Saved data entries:
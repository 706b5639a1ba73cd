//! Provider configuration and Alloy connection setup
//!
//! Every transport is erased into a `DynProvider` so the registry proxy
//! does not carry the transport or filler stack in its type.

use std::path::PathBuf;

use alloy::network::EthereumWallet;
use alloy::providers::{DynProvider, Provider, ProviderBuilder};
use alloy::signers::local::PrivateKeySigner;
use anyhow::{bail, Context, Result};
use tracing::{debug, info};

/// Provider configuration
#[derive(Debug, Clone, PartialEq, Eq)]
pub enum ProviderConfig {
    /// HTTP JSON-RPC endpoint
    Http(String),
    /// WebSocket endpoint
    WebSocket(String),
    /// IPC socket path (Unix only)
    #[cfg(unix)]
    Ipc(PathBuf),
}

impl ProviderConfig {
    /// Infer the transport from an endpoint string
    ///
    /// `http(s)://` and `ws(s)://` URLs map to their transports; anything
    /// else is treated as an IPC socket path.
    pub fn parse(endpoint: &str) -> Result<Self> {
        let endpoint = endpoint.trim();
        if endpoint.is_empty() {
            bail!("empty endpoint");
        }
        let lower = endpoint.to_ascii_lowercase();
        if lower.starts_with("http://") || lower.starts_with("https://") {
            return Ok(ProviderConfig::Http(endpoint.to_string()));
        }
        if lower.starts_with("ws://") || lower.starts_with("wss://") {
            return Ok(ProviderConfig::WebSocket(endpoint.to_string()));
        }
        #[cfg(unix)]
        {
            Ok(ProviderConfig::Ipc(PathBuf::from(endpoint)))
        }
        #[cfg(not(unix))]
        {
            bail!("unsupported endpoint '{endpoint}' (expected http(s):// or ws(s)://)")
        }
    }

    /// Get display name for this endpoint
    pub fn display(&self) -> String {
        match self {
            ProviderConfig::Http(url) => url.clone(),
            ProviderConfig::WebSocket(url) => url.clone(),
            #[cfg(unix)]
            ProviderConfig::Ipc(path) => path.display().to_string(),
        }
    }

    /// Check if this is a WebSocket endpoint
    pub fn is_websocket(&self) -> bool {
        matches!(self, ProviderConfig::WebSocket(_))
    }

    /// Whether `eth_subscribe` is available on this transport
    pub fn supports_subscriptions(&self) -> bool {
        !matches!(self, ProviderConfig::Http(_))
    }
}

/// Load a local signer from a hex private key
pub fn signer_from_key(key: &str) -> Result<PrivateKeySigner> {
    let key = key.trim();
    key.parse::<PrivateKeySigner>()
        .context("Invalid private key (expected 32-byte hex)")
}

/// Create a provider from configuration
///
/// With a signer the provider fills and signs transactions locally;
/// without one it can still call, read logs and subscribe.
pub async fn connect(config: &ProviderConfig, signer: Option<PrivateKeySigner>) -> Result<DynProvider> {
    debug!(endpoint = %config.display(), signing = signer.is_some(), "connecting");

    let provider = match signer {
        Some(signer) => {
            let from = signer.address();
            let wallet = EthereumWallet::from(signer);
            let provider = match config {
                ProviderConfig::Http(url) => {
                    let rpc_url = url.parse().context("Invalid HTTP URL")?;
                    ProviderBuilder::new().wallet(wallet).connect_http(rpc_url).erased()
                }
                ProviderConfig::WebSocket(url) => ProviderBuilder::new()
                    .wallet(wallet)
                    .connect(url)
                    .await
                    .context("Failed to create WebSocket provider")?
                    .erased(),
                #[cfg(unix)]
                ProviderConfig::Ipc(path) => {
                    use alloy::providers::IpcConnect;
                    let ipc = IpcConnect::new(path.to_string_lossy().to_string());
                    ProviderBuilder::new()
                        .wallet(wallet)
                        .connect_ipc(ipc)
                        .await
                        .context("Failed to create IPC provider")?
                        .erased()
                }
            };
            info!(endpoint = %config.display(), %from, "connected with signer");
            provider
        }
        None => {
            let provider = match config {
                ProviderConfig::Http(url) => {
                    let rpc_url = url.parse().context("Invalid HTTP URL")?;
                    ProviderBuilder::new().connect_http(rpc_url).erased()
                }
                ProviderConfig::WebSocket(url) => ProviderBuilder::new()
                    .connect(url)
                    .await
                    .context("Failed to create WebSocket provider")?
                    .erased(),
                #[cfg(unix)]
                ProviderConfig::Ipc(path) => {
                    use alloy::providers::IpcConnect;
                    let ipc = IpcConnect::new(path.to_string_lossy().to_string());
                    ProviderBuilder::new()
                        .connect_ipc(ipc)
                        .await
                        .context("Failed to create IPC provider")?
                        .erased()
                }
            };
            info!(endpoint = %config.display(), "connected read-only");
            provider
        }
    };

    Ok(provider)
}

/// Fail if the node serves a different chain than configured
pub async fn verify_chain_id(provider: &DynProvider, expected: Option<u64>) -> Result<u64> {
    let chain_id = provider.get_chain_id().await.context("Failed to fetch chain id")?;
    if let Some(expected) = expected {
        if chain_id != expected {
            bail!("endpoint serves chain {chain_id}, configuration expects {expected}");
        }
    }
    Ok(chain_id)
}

* * *

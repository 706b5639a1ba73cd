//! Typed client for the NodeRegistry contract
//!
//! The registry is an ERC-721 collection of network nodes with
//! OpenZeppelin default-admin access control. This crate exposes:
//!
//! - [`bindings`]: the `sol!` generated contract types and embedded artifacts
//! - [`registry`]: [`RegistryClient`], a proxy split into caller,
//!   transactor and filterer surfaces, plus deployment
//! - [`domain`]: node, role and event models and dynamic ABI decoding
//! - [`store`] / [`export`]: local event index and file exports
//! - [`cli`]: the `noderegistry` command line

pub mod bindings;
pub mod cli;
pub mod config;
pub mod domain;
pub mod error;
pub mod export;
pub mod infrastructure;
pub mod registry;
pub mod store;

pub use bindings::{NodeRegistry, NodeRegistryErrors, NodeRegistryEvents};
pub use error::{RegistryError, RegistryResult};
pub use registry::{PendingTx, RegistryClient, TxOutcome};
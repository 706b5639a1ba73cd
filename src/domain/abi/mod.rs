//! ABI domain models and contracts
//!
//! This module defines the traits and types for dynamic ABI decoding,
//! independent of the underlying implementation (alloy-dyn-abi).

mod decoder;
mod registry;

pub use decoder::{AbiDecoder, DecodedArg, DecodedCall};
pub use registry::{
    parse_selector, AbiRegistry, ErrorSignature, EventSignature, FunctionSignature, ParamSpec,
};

==

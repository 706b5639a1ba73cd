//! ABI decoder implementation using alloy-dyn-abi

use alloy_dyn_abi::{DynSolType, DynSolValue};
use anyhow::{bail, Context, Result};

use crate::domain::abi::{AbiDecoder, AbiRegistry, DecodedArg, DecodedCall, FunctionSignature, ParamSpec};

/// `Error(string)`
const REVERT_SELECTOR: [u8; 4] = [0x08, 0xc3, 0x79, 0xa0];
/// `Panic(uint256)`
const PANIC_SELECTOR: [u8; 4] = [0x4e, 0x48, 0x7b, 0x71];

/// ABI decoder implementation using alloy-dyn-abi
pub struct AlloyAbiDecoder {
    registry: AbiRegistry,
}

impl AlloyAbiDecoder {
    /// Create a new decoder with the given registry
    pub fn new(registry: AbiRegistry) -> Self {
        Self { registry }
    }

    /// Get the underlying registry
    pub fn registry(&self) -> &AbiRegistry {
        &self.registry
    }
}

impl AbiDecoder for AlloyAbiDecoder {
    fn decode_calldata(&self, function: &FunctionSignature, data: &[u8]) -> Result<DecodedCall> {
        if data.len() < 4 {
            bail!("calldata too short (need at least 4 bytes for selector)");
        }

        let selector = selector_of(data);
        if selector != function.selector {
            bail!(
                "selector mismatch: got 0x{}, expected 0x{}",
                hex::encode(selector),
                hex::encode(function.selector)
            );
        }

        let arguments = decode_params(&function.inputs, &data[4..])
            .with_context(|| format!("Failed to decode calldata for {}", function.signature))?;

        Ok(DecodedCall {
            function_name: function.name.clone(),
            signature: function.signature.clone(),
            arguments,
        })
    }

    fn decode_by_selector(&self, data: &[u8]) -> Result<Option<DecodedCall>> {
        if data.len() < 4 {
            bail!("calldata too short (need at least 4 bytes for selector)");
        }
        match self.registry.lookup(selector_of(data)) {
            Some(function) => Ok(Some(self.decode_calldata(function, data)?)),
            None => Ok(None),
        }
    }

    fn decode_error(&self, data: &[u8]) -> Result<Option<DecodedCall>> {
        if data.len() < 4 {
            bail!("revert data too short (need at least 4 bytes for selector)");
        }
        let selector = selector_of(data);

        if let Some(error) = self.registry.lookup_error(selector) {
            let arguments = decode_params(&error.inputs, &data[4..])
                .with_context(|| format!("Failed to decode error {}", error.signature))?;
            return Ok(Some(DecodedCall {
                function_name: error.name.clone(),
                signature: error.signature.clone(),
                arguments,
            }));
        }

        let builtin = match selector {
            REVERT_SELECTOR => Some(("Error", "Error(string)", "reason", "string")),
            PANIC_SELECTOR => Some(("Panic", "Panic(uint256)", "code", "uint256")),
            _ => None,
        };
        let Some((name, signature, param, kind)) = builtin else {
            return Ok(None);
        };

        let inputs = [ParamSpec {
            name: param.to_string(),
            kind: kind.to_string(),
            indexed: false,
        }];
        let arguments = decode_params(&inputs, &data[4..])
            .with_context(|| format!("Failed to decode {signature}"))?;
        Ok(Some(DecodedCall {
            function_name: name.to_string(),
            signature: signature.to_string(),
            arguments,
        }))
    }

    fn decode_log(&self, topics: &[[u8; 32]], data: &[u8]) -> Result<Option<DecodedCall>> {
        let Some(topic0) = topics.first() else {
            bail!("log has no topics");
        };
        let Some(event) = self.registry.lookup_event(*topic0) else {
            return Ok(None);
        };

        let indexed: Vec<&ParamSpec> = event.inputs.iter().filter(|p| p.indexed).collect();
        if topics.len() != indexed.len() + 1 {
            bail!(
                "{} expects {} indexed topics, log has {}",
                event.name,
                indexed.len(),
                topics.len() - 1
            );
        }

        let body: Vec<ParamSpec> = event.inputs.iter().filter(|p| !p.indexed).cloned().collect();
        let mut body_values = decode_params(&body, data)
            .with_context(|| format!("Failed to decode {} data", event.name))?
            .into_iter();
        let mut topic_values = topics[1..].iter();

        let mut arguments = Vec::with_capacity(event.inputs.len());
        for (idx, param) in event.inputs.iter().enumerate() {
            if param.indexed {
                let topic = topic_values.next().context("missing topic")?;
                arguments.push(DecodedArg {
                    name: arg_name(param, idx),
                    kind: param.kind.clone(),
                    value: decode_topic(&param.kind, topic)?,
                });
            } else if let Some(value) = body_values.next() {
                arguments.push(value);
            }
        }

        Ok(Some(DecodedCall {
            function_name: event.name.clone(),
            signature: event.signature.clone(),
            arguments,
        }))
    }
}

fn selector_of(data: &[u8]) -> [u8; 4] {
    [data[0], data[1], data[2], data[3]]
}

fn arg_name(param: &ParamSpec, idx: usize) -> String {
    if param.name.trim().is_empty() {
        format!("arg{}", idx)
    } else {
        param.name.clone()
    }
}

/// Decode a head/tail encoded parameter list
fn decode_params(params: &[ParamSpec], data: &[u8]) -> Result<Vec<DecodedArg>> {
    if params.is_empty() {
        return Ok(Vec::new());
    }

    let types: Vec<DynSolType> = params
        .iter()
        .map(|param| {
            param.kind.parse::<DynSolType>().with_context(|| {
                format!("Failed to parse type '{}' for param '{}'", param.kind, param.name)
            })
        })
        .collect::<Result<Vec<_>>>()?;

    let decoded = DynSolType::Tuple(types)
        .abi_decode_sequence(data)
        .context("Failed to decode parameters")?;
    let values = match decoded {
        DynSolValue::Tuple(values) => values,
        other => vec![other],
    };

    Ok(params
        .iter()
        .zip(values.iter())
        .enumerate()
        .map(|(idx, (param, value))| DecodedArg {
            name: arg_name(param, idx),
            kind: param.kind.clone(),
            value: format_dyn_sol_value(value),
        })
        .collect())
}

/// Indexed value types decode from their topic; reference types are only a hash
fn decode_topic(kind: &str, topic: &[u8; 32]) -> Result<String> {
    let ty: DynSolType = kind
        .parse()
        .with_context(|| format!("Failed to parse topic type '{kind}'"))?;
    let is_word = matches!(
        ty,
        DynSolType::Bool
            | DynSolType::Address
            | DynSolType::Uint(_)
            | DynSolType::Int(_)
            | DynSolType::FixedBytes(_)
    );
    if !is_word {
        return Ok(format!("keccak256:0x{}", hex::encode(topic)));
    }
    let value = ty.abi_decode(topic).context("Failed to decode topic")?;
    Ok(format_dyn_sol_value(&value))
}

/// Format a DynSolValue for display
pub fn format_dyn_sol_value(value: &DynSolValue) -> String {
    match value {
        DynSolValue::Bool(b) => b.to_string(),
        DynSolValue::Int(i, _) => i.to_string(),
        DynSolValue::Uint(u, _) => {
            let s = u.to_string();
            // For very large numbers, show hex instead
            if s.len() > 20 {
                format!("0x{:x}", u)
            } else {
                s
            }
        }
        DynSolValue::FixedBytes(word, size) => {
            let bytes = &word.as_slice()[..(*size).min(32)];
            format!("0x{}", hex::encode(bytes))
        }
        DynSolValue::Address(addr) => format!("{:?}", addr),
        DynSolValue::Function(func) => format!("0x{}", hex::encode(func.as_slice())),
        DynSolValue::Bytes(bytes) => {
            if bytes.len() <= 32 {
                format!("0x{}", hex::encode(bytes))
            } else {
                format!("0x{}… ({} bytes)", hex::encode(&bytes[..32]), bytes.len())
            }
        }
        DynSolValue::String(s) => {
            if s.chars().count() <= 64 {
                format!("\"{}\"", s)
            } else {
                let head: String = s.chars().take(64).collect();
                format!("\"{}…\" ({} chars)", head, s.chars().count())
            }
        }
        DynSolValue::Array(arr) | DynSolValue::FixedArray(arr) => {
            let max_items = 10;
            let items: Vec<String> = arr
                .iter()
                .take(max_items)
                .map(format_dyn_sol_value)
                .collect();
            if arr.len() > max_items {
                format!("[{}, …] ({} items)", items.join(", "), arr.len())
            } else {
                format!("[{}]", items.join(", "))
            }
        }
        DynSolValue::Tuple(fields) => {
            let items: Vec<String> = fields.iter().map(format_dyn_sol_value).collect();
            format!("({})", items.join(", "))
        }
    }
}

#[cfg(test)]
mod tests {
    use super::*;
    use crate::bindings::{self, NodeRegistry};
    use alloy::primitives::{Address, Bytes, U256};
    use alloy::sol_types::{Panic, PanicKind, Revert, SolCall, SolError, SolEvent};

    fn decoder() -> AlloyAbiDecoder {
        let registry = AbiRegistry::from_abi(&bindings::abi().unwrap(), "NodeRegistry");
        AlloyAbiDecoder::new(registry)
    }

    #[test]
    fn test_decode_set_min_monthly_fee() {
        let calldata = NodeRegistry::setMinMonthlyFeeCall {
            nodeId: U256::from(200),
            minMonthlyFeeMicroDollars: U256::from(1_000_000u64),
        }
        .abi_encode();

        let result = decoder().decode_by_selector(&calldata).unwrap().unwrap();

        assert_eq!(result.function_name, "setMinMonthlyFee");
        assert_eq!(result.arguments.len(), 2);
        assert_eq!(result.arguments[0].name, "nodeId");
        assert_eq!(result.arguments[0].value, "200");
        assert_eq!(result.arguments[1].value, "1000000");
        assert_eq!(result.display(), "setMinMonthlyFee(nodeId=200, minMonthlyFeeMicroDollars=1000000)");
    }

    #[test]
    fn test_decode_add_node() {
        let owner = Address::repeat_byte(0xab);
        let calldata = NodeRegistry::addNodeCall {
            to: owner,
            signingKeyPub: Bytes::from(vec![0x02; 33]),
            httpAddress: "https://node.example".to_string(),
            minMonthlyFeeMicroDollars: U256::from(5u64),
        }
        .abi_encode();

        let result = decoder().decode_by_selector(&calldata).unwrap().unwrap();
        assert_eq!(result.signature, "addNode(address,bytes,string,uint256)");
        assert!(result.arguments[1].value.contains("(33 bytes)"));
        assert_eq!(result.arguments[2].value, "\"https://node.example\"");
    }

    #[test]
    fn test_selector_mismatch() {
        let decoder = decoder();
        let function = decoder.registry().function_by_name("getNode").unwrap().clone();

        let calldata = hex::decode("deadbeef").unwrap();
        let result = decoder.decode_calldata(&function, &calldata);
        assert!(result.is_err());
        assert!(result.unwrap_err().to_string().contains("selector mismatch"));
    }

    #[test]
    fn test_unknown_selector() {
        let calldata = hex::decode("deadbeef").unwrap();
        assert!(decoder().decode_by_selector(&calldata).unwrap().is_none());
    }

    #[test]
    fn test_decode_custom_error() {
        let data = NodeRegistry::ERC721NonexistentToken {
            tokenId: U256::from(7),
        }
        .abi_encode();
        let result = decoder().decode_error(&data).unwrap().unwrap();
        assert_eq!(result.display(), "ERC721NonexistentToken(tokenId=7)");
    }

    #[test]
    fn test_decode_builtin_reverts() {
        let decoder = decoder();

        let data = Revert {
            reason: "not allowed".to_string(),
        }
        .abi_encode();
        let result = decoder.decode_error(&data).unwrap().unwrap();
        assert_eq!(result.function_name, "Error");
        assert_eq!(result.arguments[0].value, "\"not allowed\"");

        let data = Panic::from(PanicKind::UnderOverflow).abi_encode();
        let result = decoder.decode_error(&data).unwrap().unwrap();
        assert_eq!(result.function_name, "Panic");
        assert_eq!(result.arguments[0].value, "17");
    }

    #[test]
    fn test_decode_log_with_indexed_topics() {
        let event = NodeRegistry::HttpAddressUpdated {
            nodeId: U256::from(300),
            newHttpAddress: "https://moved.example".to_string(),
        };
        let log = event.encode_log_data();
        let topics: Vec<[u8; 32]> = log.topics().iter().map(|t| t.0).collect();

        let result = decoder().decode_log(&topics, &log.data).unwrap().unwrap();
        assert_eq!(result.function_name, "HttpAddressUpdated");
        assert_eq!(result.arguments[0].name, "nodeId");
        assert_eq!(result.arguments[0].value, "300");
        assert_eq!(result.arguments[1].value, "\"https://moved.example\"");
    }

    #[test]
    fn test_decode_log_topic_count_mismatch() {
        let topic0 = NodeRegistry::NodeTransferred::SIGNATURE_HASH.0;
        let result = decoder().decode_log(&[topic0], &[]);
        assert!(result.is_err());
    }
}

== Goal of the exercise ==
If a line in the entries holds the string "Tuple", copy it.

== Solution for this task ==
    let decoded = DynSolType::Tuple(types)
        DynSolValue::Tuple(values) => values,
        DynSolValue::Tuple(fields) => {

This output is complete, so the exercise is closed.